Three days to tackle many topics, from basic research to therapeutic approaches:

  • An update was given on recent progress in understanding the different functions of the SMN protein, the protein responsible for the disease. Today, it appears that SMN not only regulates neurons but also intervenes in muscle functions. New perspectives for future research.
  • Many interventions have focused on regulatory genes and epigenetic mechanisms modulating the severity of the disease.
  • Specialists came to present approaches combining different treatments in preclinical studies and shared preliminary data on treatments in clinical trials. It was the opportunity to have an update on the results obtained with nusinersen (Biogen), which we now know improves the patient’s condition but does not cure all the symptoms. In light of these new elements, novel patient care should therefore be put into perspective.

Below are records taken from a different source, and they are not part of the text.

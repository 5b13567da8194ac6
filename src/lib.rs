//! Rekindle
//!
//! Re-injects e-reader highlights and their notes into the markup of the
//! EPUB they were taken from.
//!
//! # Modules
//!
//! - `clippings`: clippings export parsing and note attachment
//! - `text`: whitespace normalization and paragraph scanning
//! - `align`: locating a clipping and rebuilding its markup window
//! - `html`: marker injection and the colour palette
//! - `epub`: reading and writing the EPUB container
//! - `matcher`: batch orchestration and the outcome log

pub mod align;
pub mod clippings;
pub mod config;
pub mod epub;
pub mod error;
pub mod html;
pub mod matcher;
pub mod text;

use std::path::{Path, PathBuf};

use config::Config;
use epub::EpubBook;
use error::{AppError, Result};
use matcher::Report;

/// Where a processed book and its log were written
#[derive(Debug, Clone)]
pub struct Processed {
    pub report: Report,
    pub output: PathBuf,
    pub log: PathBuf,
}

/// Apply a clippings file to a book and write the result and its log
pub fn process_book(ebook: &Path, clippings_path: &Path, config: &Config) -> Result<Processed> {
    let name = ebook
        .file_stem()
        .and_then(|s| s.to_str())
        .ok_or_else(|| AppError::InvalidPath(ebook.display().to_string()))?
        .to_string();
    let highlight = config.highlight_config()?;

    let set = clippings::parse_clippings(clippings_path)?;
    let mut book = EpubBook::open(ebook)?;
    tracing::info!(
        "Applying {} highlights to {} ({} documents)",
        set.highlights.len(),
        book.title.as_deref().unwrap_or(&name),
        book.chapters().len()
    );

    let mut report = matcher::apply_clippings(book.chapters_mut(), &set.highlights, &highlight);
    report.notes = set.log;

    let output = config.paths.processed_dir.join(format!("{}.epub", name));
    let log = config.paths.logs_dir.join(format!("{}_log.txt", name));
    book.write_to(&output)?;
    report.write_log(&log)?;
    tracing::info!("{} Saved to {}", report, output.display());

    Ok(Processed {
        report,
        output,
        log,
    })
}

  • The question of diagnosis induced by new treatments and its management was also considered, which also involved the question of post-natal SMA diagnosis (at birth).
  • A workshop was devoted to neonatal screening in the general population.
  • Finally, an update on the Olesoxime trial was presented. As a reminder, the objective of the current OLEOS trial is to evaluate, over a period of 4 years, the safety, tolerance and efficacy of the molecule in affected patients. It has been reported that the beneficial effects continue and that the benefits on respiratory capacity remain. Encouraging results to follow.